(Your instructions): Identify every line in the records below that contains the word "slept", and copy each of those lines.
------------------------------
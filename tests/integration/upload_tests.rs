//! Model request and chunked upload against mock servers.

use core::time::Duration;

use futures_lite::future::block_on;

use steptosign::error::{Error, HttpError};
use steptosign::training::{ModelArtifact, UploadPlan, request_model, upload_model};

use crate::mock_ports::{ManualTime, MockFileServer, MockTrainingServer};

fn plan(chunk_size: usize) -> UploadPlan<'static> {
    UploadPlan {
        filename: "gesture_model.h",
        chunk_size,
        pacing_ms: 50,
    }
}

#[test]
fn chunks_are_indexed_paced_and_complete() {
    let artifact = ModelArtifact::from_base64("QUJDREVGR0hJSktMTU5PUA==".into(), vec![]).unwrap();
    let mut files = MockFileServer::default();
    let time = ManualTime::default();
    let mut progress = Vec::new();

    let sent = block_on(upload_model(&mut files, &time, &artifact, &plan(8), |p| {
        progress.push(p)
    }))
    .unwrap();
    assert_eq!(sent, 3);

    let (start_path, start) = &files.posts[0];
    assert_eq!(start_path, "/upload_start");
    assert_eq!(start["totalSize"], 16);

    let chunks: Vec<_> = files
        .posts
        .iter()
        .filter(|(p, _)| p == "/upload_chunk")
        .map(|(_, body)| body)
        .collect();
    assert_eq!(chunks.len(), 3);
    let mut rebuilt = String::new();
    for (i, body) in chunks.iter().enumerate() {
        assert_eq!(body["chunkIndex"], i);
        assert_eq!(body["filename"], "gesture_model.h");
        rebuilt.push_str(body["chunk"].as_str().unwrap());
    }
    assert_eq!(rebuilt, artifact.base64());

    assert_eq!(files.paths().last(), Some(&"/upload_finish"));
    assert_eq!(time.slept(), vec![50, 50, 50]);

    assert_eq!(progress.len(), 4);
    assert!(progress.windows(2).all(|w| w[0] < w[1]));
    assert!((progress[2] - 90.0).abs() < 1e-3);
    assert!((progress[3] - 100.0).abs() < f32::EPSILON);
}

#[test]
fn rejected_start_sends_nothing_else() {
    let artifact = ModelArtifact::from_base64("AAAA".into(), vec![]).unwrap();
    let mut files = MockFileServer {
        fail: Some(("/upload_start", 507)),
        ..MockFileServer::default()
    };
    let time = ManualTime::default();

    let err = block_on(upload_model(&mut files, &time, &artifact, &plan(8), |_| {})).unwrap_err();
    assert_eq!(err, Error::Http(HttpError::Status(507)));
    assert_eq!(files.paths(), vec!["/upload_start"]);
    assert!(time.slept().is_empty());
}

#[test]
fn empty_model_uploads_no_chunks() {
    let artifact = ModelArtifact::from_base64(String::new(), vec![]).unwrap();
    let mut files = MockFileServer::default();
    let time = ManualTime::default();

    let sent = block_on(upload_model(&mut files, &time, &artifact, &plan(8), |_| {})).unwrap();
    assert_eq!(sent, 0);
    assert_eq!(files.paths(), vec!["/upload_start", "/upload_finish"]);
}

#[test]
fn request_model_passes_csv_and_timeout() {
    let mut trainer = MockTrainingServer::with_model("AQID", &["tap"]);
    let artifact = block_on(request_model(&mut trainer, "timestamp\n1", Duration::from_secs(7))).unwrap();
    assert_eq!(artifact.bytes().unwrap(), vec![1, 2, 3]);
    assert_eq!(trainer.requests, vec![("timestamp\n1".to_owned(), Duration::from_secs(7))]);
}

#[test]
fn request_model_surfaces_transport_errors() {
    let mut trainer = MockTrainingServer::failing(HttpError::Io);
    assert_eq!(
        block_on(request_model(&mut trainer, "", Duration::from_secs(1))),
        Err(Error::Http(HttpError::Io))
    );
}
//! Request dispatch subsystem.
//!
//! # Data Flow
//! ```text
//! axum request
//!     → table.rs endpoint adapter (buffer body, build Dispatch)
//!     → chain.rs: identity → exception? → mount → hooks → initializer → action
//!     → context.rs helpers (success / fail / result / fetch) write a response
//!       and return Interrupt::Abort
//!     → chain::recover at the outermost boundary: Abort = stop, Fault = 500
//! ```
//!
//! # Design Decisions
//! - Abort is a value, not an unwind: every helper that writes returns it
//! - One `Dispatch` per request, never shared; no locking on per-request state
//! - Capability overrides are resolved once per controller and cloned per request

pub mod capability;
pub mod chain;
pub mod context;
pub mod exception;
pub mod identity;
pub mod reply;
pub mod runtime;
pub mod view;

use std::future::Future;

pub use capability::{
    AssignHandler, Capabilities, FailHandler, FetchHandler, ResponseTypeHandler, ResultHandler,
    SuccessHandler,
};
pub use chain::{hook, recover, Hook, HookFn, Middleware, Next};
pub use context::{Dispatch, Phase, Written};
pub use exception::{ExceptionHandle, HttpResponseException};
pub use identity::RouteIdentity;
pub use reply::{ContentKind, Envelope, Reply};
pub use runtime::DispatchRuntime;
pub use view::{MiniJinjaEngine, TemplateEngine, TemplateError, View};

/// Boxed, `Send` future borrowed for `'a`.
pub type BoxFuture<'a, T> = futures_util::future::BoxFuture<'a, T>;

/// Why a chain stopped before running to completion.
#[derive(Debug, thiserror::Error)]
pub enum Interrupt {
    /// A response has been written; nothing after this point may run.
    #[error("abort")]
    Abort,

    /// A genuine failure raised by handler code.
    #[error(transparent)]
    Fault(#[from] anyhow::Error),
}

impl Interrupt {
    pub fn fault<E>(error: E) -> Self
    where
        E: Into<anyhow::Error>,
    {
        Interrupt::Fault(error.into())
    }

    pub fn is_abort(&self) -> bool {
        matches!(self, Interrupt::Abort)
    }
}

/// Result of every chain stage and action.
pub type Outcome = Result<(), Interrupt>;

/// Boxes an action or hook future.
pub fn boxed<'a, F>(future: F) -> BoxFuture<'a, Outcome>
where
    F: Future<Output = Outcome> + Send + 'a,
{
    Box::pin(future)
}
------------------------------
(Problem solution):
    assert_eq!(time.slept(), vec![50, 50, 50]);
    assert!(time.slept().is_empty());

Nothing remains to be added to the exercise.